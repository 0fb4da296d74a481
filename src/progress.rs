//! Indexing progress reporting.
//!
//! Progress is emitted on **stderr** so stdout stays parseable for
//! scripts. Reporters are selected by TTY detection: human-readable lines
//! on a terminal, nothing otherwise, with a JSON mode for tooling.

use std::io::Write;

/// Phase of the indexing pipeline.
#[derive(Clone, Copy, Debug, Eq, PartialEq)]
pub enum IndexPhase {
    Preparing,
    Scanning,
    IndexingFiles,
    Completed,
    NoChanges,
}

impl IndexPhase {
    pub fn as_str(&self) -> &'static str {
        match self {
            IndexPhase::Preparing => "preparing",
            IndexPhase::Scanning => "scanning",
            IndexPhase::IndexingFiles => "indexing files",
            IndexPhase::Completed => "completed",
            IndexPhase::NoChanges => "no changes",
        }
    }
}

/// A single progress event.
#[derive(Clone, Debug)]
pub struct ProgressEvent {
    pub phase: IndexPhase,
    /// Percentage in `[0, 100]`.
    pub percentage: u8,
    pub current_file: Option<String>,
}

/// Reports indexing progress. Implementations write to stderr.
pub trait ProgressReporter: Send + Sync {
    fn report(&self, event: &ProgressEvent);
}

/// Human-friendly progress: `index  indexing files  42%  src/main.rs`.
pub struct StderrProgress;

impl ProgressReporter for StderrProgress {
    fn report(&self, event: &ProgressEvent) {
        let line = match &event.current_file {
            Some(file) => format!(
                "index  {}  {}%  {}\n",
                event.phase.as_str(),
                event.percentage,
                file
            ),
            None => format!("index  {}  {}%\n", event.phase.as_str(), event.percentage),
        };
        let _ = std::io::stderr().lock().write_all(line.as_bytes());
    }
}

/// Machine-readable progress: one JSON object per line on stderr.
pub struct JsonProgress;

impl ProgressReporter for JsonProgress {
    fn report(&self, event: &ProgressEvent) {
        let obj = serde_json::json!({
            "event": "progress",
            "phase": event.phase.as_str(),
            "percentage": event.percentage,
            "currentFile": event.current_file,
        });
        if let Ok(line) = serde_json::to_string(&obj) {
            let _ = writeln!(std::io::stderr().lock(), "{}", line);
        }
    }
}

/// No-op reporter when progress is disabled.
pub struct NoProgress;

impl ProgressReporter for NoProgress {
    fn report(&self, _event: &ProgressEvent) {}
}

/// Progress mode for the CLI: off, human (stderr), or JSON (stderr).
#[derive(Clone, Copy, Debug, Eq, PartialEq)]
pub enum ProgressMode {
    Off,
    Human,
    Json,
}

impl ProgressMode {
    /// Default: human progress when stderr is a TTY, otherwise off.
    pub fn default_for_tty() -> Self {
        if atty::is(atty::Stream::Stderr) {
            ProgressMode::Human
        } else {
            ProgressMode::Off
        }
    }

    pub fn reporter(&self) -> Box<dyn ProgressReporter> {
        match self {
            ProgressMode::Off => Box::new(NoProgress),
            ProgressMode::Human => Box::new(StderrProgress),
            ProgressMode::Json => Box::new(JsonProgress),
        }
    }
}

-- What the exercise asks --
Every line of the material above should be set down again exactly.

-- Exercise result --
repository 0fb4da296d74a481
filename src/progress.rs
//! Indexing progress reporting.
//!
//! Progress is emitted on **stderr** so stdout stays parseable for
//! scripts. Reporters are selected by TTY detection: human-readable lines
//! on a terminal, nothing otherwise, with a JSON mode for tooling.

use std::io::Write;

/// Phase of the indexing pipeline.
#[derive(Clone, Copy, Debug, Eq, PartialEq)]
pub enum IndexPhase {
    Preparing,
    Scanning,
    IndexingFiles,
    Completed,
    NoChanges,
}

impl IndexPhase {
    pub fn as_str(&self) -> &'static str {
        match self {
            IndexPhase::Preparing => "preparing",
            IndexPhase::Scanning => "scanning",
            IndexPhase::IndexingFiles => "indexing files",
            IndexPhase::Completed => "completed",
            IndexPhase::NoChanges => "no changes",
        }
    }
}

/// A single progress event.
#[derive(Clone, Debug)]
pub struct ProgressEvent {
    pub phase: IndexPhase,
    /// Percentage in `[0, 100]`.
    pub percentage: u8,
    pub current_file: Option<String>,
}

/// Reports indexing progress. Implementations write to stderr.
pub trait ProgressReporter: Send + Sync {
    fn report(&self, event: &ProgressEvent);
}

/// Human-friendly progress: `index  indexing files  42%  src/main.rs`.
pub struct StderrProgress;

impl ProgressReporter for StderrProgress {
    fn report(&self, event: &ProgressEvent) {
        let line = match &event.current_file {
            Some(file) => format!(
                "index  {}  {}%  {}\n",
                event.phase.as_str(),
                event.percentage,
                file
            ),
            None => format!("index  {}  {}%\n", event.phase.as_str(), event.percentage),
        };
        let _ = std::io::stderr().lock().write_all(line.as_bytes());
    }
}

/// Machine-readable progress: one JSON object per line on stderr.
pub struct JsonProgress;

impl ProgressReporter for JsonProgress {
    fn report(&self, event: &ProgressEvent) {
        let obj = serde_json::json!({
            "event": "progress",
            "phase": event.phase.as_str(),
            "percentage": event.percentage,
            "currentFile": event.current_file,
        });
        if let Ok(line) = serde_json::to_string(&obj) {
            let _ = writeln!(std::io::stderr().lock(), "{}", line);
        }
    }
}

/// No-op reporter when progress is disabled.
pub struct NoProgress;

impl ProgressReporter for NoProgress {
    fn report(&self, _event: &ProgressEvent) {}
}

/// Progress mode for the CLI: off, human (stderr), or JSON (stderr).
#[derive(Clone, Copy, Debug, Eq, PartialEq)]
pub enum ProgressMode {
    Off,
    Human,
    Json,
}

impl ProgressMode {
    /// Default: human progress when stderr is a TTY, otherwise off.
    pub fn default_for_tty() -> Self {
        if atty::is(atty::Stream::Stderr) {
            ProgressMode::Human
        } else {
            ProgressMode::Off
        }
    }

    pub fn reporter(&self) -> Box<dyn ProgressReporter> {
        match self {
            ProgressMode::Off => Box::new(NoProgress),
            ProgressMode::Human => Box::new(StderrProgress),
            ProgressMode::Json => Box::new(JsonProgress),
        }
    }
}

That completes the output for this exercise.